## Work order
Scan the entries that follow and give only the number of lines containing "구간마다".

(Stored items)

- - - - -

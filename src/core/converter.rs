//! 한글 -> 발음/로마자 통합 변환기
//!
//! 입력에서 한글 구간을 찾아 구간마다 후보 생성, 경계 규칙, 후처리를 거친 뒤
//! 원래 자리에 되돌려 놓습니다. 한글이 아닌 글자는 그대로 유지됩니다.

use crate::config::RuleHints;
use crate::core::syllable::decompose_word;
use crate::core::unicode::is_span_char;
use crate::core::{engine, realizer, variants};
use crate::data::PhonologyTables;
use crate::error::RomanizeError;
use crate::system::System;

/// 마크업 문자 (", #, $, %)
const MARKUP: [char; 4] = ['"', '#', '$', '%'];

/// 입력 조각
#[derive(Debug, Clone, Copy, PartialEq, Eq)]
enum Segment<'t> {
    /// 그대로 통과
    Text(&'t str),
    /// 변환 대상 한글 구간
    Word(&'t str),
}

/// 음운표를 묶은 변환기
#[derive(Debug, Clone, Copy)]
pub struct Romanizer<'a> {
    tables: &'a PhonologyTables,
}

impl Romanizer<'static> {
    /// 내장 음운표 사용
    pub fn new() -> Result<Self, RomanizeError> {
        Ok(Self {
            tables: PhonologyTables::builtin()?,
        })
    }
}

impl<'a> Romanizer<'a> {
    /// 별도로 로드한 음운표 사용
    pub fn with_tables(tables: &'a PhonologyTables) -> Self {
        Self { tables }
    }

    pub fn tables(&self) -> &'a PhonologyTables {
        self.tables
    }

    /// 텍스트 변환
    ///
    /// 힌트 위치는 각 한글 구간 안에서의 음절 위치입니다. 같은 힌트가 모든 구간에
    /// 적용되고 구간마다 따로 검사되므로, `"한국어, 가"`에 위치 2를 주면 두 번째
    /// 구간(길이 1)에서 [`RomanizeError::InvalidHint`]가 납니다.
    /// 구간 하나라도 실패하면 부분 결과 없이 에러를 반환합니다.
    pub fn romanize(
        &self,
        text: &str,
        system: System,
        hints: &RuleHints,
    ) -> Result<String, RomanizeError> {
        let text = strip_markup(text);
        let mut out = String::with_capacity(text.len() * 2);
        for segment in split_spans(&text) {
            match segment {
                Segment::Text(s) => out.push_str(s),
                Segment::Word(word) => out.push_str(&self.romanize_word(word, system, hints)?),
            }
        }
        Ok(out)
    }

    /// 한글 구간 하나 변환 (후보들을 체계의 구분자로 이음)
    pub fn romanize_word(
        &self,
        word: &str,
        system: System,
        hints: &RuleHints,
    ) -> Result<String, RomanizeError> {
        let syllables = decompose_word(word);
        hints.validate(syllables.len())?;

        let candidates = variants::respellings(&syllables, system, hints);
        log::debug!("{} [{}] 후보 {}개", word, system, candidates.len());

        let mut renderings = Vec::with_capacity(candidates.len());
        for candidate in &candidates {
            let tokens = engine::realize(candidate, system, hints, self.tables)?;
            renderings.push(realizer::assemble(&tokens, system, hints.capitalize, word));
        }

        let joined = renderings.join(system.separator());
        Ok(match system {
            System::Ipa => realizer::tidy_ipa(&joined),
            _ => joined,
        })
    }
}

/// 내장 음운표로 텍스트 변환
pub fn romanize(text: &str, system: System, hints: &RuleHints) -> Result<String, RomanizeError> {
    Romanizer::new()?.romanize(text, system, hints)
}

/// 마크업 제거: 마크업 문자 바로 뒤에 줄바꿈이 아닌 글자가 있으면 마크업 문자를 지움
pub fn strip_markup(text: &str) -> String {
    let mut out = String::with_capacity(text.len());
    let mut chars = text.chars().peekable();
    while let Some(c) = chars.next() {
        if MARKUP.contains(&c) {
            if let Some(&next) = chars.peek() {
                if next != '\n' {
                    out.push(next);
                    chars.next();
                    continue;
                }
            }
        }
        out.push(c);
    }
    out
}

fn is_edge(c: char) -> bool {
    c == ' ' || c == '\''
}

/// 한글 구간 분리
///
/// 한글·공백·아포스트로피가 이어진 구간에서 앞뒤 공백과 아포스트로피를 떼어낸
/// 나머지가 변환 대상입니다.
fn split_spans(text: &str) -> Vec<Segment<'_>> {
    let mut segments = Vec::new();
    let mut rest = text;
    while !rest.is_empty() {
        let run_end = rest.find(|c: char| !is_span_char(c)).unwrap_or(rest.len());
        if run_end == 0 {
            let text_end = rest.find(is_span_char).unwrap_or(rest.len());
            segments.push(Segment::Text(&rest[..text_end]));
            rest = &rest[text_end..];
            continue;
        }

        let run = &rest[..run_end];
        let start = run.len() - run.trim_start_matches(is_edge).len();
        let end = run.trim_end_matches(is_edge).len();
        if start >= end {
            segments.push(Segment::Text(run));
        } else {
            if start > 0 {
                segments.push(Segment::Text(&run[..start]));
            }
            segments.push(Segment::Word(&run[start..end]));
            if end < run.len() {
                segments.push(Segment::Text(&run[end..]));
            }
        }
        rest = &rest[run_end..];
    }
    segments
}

- - - - -

## Task solution
2